### Supplied data

______

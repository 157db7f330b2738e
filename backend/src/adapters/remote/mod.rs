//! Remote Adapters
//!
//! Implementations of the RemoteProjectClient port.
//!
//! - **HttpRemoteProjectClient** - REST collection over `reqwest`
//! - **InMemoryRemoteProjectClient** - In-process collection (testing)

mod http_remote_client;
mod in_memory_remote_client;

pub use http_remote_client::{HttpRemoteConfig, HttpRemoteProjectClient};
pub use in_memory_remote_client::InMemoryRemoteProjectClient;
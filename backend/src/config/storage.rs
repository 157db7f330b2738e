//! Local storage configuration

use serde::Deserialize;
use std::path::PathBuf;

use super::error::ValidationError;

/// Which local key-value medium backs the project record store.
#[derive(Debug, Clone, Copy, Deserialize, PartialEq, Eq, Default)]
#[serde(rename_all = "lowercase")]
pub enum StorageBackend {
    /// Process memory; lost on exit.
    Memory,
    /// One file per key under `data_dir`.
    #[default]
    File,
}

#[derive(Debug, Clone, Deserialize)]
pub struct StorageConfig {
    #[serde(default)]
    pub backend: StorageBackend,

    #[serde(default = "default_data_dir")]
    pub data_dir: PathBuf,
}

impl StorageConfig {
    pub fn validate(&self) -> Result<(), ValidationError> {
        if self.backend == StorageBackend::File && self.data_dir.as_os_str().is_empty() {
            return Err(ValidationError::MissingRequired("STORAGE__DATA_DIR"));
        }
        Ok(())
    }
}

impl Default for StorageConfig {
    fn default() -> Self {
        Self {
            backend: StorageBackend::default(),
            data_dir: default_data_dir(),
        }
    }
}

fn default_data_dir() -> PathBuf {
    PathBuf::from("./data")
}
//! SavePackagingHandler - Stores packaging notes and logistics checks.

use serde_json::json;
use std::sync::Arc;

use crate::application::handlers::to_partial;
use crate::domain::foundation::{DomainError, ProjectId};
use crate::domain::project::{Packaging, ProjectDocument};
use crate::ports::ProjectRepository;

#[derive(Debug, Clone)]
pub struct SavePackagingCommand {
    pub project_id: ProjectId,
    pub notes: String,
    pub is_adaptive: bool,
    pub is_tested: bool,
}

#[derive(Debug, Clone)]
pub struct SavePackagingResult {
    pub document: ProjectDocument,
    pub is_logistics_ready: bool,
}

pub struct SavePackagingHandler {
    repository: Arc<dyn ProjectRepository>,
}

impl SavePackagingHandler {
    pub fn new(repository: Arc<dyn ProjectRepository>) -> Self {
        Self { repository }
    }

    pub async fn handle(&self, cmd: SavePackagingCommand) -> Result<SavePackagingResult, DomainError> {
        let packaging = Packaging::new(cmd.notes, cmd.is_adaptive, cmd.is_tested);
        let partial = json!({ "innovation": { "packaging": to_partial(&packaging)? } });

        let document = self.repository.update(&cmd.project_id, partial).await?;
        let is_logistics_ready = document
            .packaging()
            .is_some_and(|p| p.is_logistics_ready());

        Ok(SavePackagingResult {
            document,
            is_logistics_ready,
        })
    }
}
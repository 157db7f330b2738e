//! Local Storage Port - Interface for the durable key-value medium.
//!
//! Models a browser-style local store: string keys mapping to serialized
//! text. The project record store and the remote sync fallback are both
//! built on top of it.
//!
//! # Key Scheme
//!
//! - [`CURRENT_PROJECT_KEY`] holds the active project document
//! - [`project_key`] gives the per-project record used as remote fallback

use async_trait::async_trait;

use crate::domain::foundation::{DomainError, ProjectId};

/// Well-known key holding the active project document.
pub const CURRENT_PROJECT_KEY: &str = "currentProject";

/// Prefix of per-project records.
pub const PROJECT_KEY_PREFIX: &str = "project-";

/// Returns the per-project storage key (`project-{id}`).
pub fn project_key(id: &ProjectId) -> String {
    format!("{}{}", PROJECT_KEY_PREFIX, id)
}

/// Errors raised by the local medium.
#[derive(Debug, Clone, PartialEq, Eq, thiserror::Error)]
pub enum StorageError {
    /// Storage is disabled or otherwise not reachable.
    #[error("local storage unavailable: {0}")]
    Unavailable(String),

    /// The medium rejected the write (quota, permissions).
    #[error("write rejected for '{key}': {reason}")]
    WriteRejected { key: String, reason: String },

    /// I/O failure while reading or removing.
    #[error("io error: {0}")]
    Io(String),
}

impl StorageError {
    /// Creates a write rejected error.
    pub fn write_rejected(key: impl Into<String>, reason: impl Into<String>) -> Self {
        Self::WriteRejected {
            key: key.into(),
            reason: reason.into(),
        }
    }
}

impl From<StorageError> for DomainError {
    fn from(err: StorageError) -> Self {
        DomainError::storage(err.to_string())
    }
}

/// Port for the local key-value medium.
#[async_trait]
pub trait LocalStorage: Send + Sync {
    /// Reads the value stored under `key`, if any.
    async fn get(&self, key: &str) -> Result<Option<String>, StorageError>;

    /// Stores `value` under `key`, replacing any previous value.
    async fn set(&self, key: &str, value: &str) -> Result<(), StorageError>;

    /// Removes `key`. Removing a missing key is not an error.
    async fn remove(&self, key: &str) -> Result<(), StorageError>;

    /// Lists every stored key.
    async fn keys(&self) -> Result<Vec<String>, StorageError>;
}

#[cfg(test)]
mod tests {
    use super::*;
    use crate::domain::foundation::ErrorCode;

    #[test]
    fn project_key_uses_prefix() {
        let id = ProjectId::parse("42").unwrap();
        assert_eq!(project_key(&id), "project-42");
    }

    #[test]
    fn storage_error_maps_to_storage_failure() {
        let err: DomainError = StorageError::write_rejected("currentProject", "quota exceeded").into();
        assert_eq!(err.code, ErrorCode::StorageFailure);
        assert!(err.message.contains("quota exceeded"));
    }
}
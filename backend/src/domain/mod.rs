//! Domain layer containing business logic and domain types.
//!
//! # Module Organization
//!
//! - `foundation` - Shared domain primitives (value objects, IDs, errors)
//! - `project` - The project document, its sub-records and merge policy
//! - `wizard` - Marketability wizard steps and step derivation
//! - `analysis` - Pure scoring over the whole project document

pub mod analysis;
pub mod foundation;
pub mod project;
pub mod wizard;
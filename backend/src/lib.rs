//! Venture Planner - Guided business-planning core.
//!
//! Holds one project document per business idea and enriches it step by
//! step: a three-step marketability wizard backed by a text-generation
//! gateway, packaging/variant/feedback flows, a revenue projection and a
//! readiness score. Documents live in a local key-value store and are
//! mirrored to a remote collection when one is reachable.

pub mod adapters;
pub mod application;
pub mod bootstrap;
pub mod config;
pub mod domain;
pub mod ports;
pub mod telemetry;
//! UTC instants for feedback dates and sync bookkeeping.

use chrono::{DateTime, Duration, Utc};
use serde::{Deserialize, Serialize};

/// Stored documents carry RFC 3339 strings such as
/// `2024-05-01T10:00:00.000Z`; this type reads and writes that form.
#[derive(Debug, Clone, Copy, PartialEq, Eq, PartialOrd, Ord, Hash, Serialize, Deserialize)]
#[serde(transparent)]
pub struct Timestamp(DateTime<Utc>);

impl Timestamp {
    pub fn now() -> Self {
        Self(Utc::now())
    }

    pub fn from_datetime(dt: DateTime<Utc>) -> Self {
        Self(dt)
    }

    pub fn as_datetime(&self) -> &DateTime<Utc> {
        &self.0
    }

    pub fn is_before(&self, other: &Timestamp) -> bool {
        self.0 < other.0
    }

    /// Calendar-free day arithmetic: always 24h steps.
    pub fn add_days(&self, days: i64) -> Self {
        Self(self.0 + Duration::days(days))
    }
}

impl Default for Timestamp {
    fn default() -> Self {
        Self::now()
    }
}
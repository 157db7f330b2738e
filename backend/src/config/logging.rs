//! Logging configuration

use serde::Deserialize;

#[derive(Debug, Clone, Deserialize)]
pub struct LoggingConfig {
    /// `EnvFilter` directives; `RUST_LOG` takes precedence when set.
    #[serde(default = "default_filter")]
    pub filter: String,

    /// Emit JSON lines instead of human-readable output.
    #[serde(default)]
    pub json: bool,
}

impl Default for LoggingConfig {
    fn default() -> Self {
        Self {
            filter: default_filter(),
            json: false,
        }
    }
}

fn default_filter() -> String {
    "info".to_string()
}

______

### Task brief
Starting at the line above that contains "pub trait LocalStorage: Send", repeat each line exactly up to and including the line that contains "not an error.", and stop there.

### Exercise solution
pub trait LocalStorage: Send + Sync {
    /// Reads the value stored under `key`, if any.
    async fn get(&self, key: &str) -> Result<Option<String>, StorageError>;

    /// Stores `value` under `key`, replacing any previous value.
    async fn set(&self, key: &str, value: &str) -> Result<(), StorageError>;

    /// Removes `key`. Removing a missing key is not an error.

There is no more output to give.